Walid, played by Palestinian actor Saleh Bakri, tired from a life of activism and protest, decided to move there with his feisty singer wife Souraya, played by Nadine Labaki — the award-winning Lebanese actor, writer, and also director of “Capernaum” — their adolescent daughter Tala (Nadia Charbel), Walid’s determined and spirited mother Zeina (Liliane Chacar Khoury), and nine-year-old Rim, the couple’s youngest daughter. Rim’s charming presence and ignorance of life outside of the Badri family’s once idyllic home is a joyful encounter in this otherwise bleak flick. Costa Brava is an actual landfill in Lebanon that opened in April 2016 as one of two sites advertised by the Lebanese government as a solution to the eight-month trash crisis the country had experienced the year before. However, within two weeks of its opening, residents and activists launched protests at the site demanding its closure. While devoid of a tight plot, the characters in Akl’s debut feature illustrate Lebanon’s present dark reality — economic and political crises described by the World Bank as the worst in modern history.
But not much of a plot is needed, as the psychological trauma and constant threat of doom are all experiences that Akl, and her cast, have experienced. And while the idea of piles of trash encroaching on a family’s residence seems outrageous enough to be pure fiction, it is close to home and a literal reality for many Lebanese. Akl’s “Costa Brava” acts as a metaphor for Lebanon’s current predicament. Her crew produced the movie against all the odds, and she adapted the script for the film to be set a few years after the Aug. 4, 2020, Beirut port explosion, instead of in 2030. Akl and her team were together in their office when the Beirut blast took place. They had planned to start the film shoot in one month. She said: “In a split second our lives completely changed from having creative meaning to looking for each other amidst the rubble; no one spoke about the film for two months. We were all grieving for our city. “When we met again, we decided to move forward to exist because existing is now a form of resistance in Lebanon,” she added.
Other challenges arose. Some of the production money could not be accessed at the bank but Akl’s crew decided to press ahead despite some still suffering from post-traumatic stress disorder and injuries from the explosion. “The film itself became a form of group therapy that we all needed — it was a moment of unity and creativity for us to feel like they haven’t taken everything from us,” she said. Akl pointed out that “Costa Brava” represented “a love letter to Beirut.” She added: “I made a film about a family living in the mountains and it is set in the mountains, but the film is about Beirut.”

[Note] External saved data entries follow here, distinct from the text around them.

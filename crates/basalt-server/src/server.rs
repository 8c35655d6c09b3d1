//! TCP accept loop and the session table.

use std::collections::HashMap;
use std::net::SocketAddr;
use std::sync::Arc;

use basalt_core::Db;
use tokio::net::TcpListener;
use tokio::sync::RwLock;
use tracing::{debug, info};

use crate::session::{self, SessionHandle};

/// Live sessions, keyed by peer address.
#[derive(Default)]
pub struct Sessions {
    inner: RwLock<HashMap<SocketAddr, Arc<SessionHandle>>>,
}

impl Sessions {
    pub fn new() -> Self {
        Self::default()
    }

    pub(crate) async fn insert(&self, handle: Arc<SessionHandle>) {
        self.inner.write().await.insert(handle.peer(), handle);
    }

    pub(crate) async fn remove(&self, peer: &SocketAddr) {
        self.inner.write().await.remove(peer);
    }

    /// Number of connected clients.
    pub async fn len(&self) -> usize {
        self.inner.read().await.len()
    }

    pub async fn is_empty(&self) -> bool {
        self.inner.read().await.is_empty()
    }

    /// Total bytes queued toward all clients. The hook for slow-client
    /// policies; none is enforced here.
    pub async fn queued_bytes(&self) -> usize {
        self.inner
            .read()
            .await
            .values()
            .map(|handle| handle.write_queue_size())
            .sum()
    }
}

/// Binds `addr` and runs the accept loop forever.
pub async fn run(addr: SocketAddr, db: Arc<Db>) -> std::io::Result<()> {
    let listener = TcpListener::bind(addr).await?;
    serve(listener, db).await
}

/// Runs the accept loop on an already-bound listener.
pub async fn serve(listener: TcpListener, db: Arc<Db>) -> std::io::Result<()> {
    let sessions = Arc::new(Sessions::new());
    info!("listening on {}", listener.local_addr()?);

    loop {
        let (stream, peer) = listener.accept().await?;
        debug!(%peer, "accepted connection");
        tokio::spawn(session::handle(
            stream,
            peer,
            Arc::clone(&db),
            Arc::clone(&sessions),
        ));
    }
}
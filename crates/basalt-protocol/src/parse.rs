//! Incremental request parser.
//!
//! A request is either a multi-bulk frame (`*<N>\r\n` followed by `N`
//! bulk arguments) or an inline command line terminated by `\n`. The
//! first byte of the buffer decides which grammar applies.
//!
//! The parser never consumes the buffer itself. On success it returns
//! the parsed argument vector together with the number of bytes it
//! covered, and the caller advances the buffer. `Ok(None)` means the
//! buffer does not yet hold a complete request.

use bytes::Bytes;

use crate::error::ProtocolError;

/// Maximum number of arguments a multi-bulk request may declare.
const MAX_ARGS: i64 = 1_048_576;

/// Maximum length of a single bulk argument (512 MB).
const MAX_BULK_LEN: i64 = 512 * 1024 * 1024;

/// Maximum bytes a `*<N>` or `$<len>` line may span before CRLF.
const MAX_LENGTH_LINE: usize = 64;

/// Maximum bytes an inline command line may span before `\n`.
const MAX_INLINE_LINE: usize = 64 * 1024;

/// Cap for the argument vector pre-allocation.
const PREALLOC_CAP: usize = 1024;

/// A parsed client request.
#[derive(Debug, Clone, PartialEq, Eq)]
pub struct Request {
    /// Command name followed by its arguments. May be empty for a blank
    /// inline line or a `*0` multi-bulk header.
    pub argv: Vec<Bytes>,
    /// Whether the request used the inline grammar.
    pub inline: bool,
}

/// Tries to parse one request from the front of `buf`.
///
/// Returns `Ok(Some((request, consumed)))` when a complete request was
/// parsed, `Ok(None)` when more data is needed, or an error when the
/// framing is malformed. A framing error is fatal to the connection.
pub fn parse_request(buf: &[u8]) -> Result<Option<(Request, usize)>, ProtocolError> {
    if buf.is_empty() {
        return Ok(None);
    }
    if buf[0] == b'*' {
        parse_multibulk(buf)
    } else {
        parse_inline(buf)
    }
}

fn parse_multibulk(buf: &[u8]) -> Result<Option<(Request, usize)>, ProtocolError> {
    let mut pos = 0usize;

    let count = match read_length(buf, &mut pos, b'*')? {
        Some(n) => n,
        None => return Ok(None),
    };
    if !(0..=MAX_ARGS).contains(&count) {
        return Err(ProtocolError::InvalidMultibulkCount);
    }

    let count = count as usize;
    let mut argv = Vec::with_capacity(count.min(PREALLOC_CAP));
    for _ in 0..count {
        let len = match read_length(buf, &mut pos, b'$')? {
            Some(n) => n,
            None => return Ok(None),
        };
        if !(0..=MAX_BULK_LEN).contains(&len) {
            return Err(ProtocolError::InvalidBulkLength);
        }
        let len = len as usize;

        if buf.len() - pos < len + 2 {
            return Ok(None);
        }
        // each bulk payload is followed by a CRLF that must actually
        // be there, not merely assumed
        if buf[pos + len] != b'\r' || buf[pos + len + 1] != b'\n' {
            return Err(ProtocolError::InvalidBulkTerminator);
        }
        argv.push(Bytes::copy_from_slice(&buf[pos..pos + len]));
        pos += len + 2;
    }

    Ok(Some((
        Request {
            argv,
            inline: false,
        },
        pos,
    )))
}

fn parse_inline(buf: &[u8]) -> Result<Option<(Request, usize)>, ProtocolError> {
    let Some(nl) = memchr::memchr(b'\n', buf) else {
        if buf.len() > MAX_INLINE_LINE {
            return Err(ProtocolError::LengthLineTooLong);
        }
        return Ok(None);
    };

    let mut line = &buf[..nl];
    if line.last() == Some(&b'\r') {
        line = &line[..line.len() - 1];
    }

    let argv = line
        .split(|&b| b == b' ')
        .filter(|tok| !tok.is_empty())
        .map(Bytes::copy_from_slice)
        .collect();

    Ok(Some((Request { argv, inline: true }, nl + 1)))
}

/// Reads a `<prefix><decimal>\r\n` line at `*pos`, advancing past it.
///
/// Returns `Ok(None)` when the line is not complete yet.
fn read_length(
    buf: &[u8],
    pos: &mut usize,
    prefix: u8,
) -> Result<Option<i64>, ProtocolError> {
    if *pos >= buf.len() {
        return Ok(None);
    }
    if buf[*pos] != prefix {
        return Err(ProtocolError::InvalidLengthPrefix);
    }
    let start = *pos + 1;

    let window = &buf[start..buf.len().min(start + MAX_LENGTH_LINE)];
    let Some(cr) = memchr::memchr(b'\r', window) else {
        if buf.len() - start > MAX_LENGTH_LINE {
            return Err(ProtocolError::LengthLineTooLong);
        }
        return Ok(None);
    };
    if start + cr + 1 >= buf.len() {
        return Ok(None);
    }
    if buf[start + cr + 1] != b'\n' {
        return Err(ProtocolError::InvalidLength);
    }

    let line = &window[..cr];
    if line.is_empty() {
        return Err(ProtocolError::MissingLength);
    }
    let n = parse_i64(line).ok_or(ProtocolError::InvalidLength)?;

    *pos = start + cr + 2;
    Ok(Some(n))
}

/// Parses a decimal i64 from raw bytes without allocating.
fn parse_i64(digits: &[u8]) -> Option<i64> {
    let (neg, digits) = match digits.first() {
        Some(b'-') => (true, &digits[1..]),
        _ => (false, digits),
    };
    if digits.is_empty() {
        return None;
    }
    let mut n: i64 = 0;
    for &b in digits {
        if !b.is_ascii_digit() {
            return None;
        }
        // accumulate negatively so i64::MIN parses without overflow
        n = n.checked_mul(10)?.checked_sub(i64::from(b - b'0'))?;
    }
    if neg {
        Some(n)
    } else {
        n.checked_neg()
    }
}

#[cfg(test)]
mod tests {
    use super::*;

    fn must_parse(input: &[u8]) -> Request {
        let (req, consumed) = parse_request(input)
            .expect("parse should not error")
            .expect("parse should return a request");
        assert_eq!(consumed, input.len(), "should consume entire input");
        req
    }

    fn args(req: &Request) -> Vec<&[u8]> {
        req.argv.iter().map(|a| a.as_ref()).collect()
    }

    #[test]
    fn multibulk_request() {
        let req = must_parse(b"*3\r\n$3\r\nSET\r\n$3\r\nfoo\r\n$3\r\nbar\r\n");
        assert!(!req.inline);
        assert_eq!(args(&req), vec![b"SET".as_ref(), b"foo", b"bar"]);
    }

    #[test]
    fn multibulk_empty_argument() {
        let req = must_parse(b"*2\r\n$4\r\nECHO\r\n$0\r\n\r\n");
        assert_eq!(args(&req), vec![b"ECHO".as_ref(), b""]);
    }

    #[test]
    fn multibulk_binary_argument() {
        let req = must_parse(b"*2\r\n$3\r\nGET\r\n$4\r\n\x00\x01\r\n\r\n");
        assert_eq!(req.argv[1].as_ref(), &[0x00, 0x01, b'\r', b'\n']);
    }

    #[test]
    fn multibulk_zero_args() {
        let req = must_parse(b"*0\r\n");
        assert!(req.argv.is_empty());
        assert!(!req.inline);
    }

    #[test]
    fn inline_request() {
        let req = must_parse(b"SET foo bar\r\n");
        assert!(req.inline);
        assert_eq!(args(&req), vec![b"SET".as_ref(), b"foo", b"bar"]);
    }

    #[test]
    fn inline_bare_newline() {
        let req = must_parse(b"PING\n");
        assert_eq!(args(&req), vec![b"PING".as_ref()]);
    }

    #[test]
    fn inline_collapses_repeated_spaces() {
        let req = must_parse(b"SET  foo   bar\r\n");
        assert_eq!(args(&req), vec![b"SET".as_ref(), b"foo", b"bar"]);
    }

    #[test]
    fn inline_blank_line_is_empty_request() {
        let req = must_parse(b"\r\n");
        assert!(req.argv.is_empty());
        assert!(req.inline);
    }

    #[test]
    fn incomplete_returns_none() {
        assert_eq!(parse_request(b"").unwrap(), None);
        assert_eq!(parse_request(b"*2\r\n").unwrap(), None);
        assert_eq!(parse_request(b"*2\r\n$3\r\nGET\r\n").unwrap(), None);
        assert_eq!(parse_request(b"*1\r\n$3\r\nGE").unwrap(), None);
        assert_eq!(parse_request(b"*1\r\n$3\r\nGET\r").unwrap(), None);
        assert_eq!(parse_request(b"PING").unwrap(), None);
        assert_eq!(parse_request(b"*1").unwrap(), None);
    }

    #[test]
    fn consumed_stops_at_request_boundary() {
        let buf = b"*1\r\n$4\r\nPING\r\n*1\r\n$4\r\nPING\r\n";
        let (req, consumed) = parse_request(buf).unwrap().unwrap();
        assert_eq!(args(&req), vec![b"PING".as_ref()]);
        assert_eq!(consumed, 14);
    }

    #[test]
    fn bad_bulk_prefix() {
        let err = parse_request(b"*1\r\n:3\r\nfoo\r\n").unwrap_err();
        assert_eq!(err, ProtocolError::InvalidLengthPrefix);
    }

    #[test]
    fn bad_length_digits() {
        let err = parse_request(b"*x\r\n").unwrap_err();
        assert_eq!(err, ProtocolError::InvalidLength);
    }

    #[test]
    fn missing_length() {
        let err = parse_request(b"*\r\n").unwrap_err();
        assert_eq!(err, ProtocolError::MissingLength);
    }

    #[test]
    fn negative_multibulk_count() {
        let err = parse_request(b"*-1\r\n").unwrap_err();
        assert_eq!(err, ProtocolError::InvalidMultibulkCount);
    }

    #[test]
    fn negative_bulk_length() {
        let err = parse_request(b"*1\r\n$-1\r\n").unwrap_err();
        assert_eq!(err, ProtocolError::InvalidBulkLength);
    }

    #[test]
    fn bulk_without_crlf_terminator() {
        let err = parse_request(b"*1\r\n$4\r\nPINGxx").unwrap_err();
        assert_eq!(err, ProtocolError::InvalidBulkTerminator);
    }

    #[test]
    fn oversized_length_line() {
        let mut buf = vec![b'*'];
        buf.extend(vec![b'1'; MAX_LENGTH_LINE + 8]);
        let err = parse_request(&buf).unwrap_err();
        assert_eq!(err, ProtocolError::LengthLineTooLong);
    }

    #[test]
    fn parse_i64_limits() {
        assert_eq!(parse_i64(b"0"), Some(0));
        assert_eq!(parse_i64(b"9223372036854775807"), Some(i64::MAX));
        assert_eq!(parse_i64(b"-9223372036854775808"), Some(i64::MIN));
        assert_eq!(parse_i64(b"9223372036854775808"), None);
        assert_eq!(parse_i64(b""), None);
        assert_eq!(parse_i64(b"-"), None);
        assert_eq!(parse_i64(b"1a"), None);
    }
}
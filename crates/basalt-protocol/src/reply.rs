//! Reply values and their wire encoding.
//!
//! A command produces a [`Reply`], which the session turns into one or
//! more wire frames pushed onto its outbound channel. Most replies
//! encode into a single frame. A [`Reply::Stream`] encodes its header
//! immediately and then one frame per item as the producer delivers
//! them, so a large multi-bulk reply never has to be materialized in
//! memory.

use bytes::{BufMut, Bytes, BytesMut};
use tokio::sync::mpsc;

/// A command reply.
#[derive(Debug)]
pub enum Reply {
    /// Single-line status reply, e.g. `+OK`.
    Simple(&'static str),

    /// Command error, encoded as `-ERR <msg>`.
    Error(String),

    /// Engine read/write failure, encoded as `-IOERR <msg>`.
    IoError(String),

    /// Signed integer reply, e.g. `:42`.
    Integer(i64),

    /// Bulk reply. `None` encodes as the nil bulk `$-1`.
    Bulk(Option<Bytes>),

    /// Multi-bulk reply. `None` encodes as the nil multi-bulk `*-1`.
    Array(Option<Vec<Reply>>),

    /// Multi-bulk reply of known size whose items arrive lazily.
    /// The producer must deliver exactly `size` items.
    Stream {
        size: i64,
        items: mpsc::Receiver<Reply>,
    },

    /// Pre-encoded bytes, written verbatim.
    Raw(Bytes),
}

/// Encodes `reply` and pushes the resulting frame(s) onto `sink`.
///
/// Returns `Err` when the session's outbound channel is gone, which
/// means the connection is being torn down and the remaining items can
/// be dropped.
pub async fn send_reply(reply: Reply, sink: &mpsc::UnboundedSender<Bytes>) -> Result<(), ()> {
    match reply {
        Reply::Stream { size, mut items } => {
            let mut head = BytesMut::new();
            put_header(&mut head, b'*', size);
            sink.send(head.freeze()).map_err(drop)?;

            while let Some(item) = items.recv().await {
                let mut frame = BytesMut::new();
                encode_into(&item, &mut frame);
                sink.send(frame.freeze()).map_err(drop)?;
            }
            Ok(())
        }
        other => {
            let mut frame = BytesMut::new();
            encode_into(&other, &mut frame);
            sink.send(frame.freeze()).map_err(drop)
        }
    }
}

/// Serializes a non-streamed reply into `dst`.
///
/// Streams are only valid at the top level of a reply and are handled
/// by [`send_reply`]; one showing up nested is a handler bug and is
/// encoded as an empty multi-bulk.
fn encode_into(reply: &Reply, dst: &mut BytesMut) {
    match reply {
        Reply::Simple(s) => {
            dst.put_u8(b'+');
            dst.put_slice(s.as_bytes());
            dst.put_slice(b"\r\n");
        }
        Reply::Error(msg) => {
            dst.put_slice(b"-ERR ");
            dst.put_slice(msg.as_bytes());
            dst.put_slice(b"\r\n");
        }
        Reply::IoError(msg) => {
            dst.put_slice(b"-IOERR ");
            dst.put_slice(msg.as_bytes());
            dst.put_slice(b"\r\n");
        }
        Reply::Integer(n) => {
            put_header(dst, b':', *n);
        }
        Reply::Bulk(None) => dst.put_slice(b"$-1\r\n"),
        Reply::Bulk(Some(data)) => {
            put_header(dst, b'$', data.len() as i64);
            dst.put_slice(data);
            dst.put_slice(b"\r\n");
        }
        Reply::Array(None) => dst.put_slice(b"*-1\r\n"),
        Reply::Array(Some(items)) => {
            put_header(dst, b'*', items.len() as i64);
            for item in items {
                encode_into(item, dst);
            }
        }
        Reply::Stream { .. } => {
            debug_assert!(false, "nested stream reply");
            dst.put_slice(b"*0\r\n");
        }
        Reply::Raw(bytes) => dst.put_slice(bytes),
    }
}

/// Writes `<prefix><n>\r\n` using stack-based integer formatting.
fn put_header(dst: &mut BytesMut, prefix: u8, n: i64) {
    let mut buf = itoa::Buffer::new();
    dst.put_u8(prefix);
    dst.put_slice(buf.format(n).as_bytes());
    dst.put_slice(b"\r\n");
}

As the Badri family encounters more agony, Souraya leaves to go back to Beirut while Walid stays behind. The young Rim wants her family to be together again and decides to go to the Lebanese capital and see the world for herself. She smiles when her father agrees to take her but as they travel to the city Rim grows increasingly confused about what she will discover there. At its close, “Costa Brava” trails off similar to Lebanon’s current fate: An unfinished story of woe tinged ever so slightly with hope.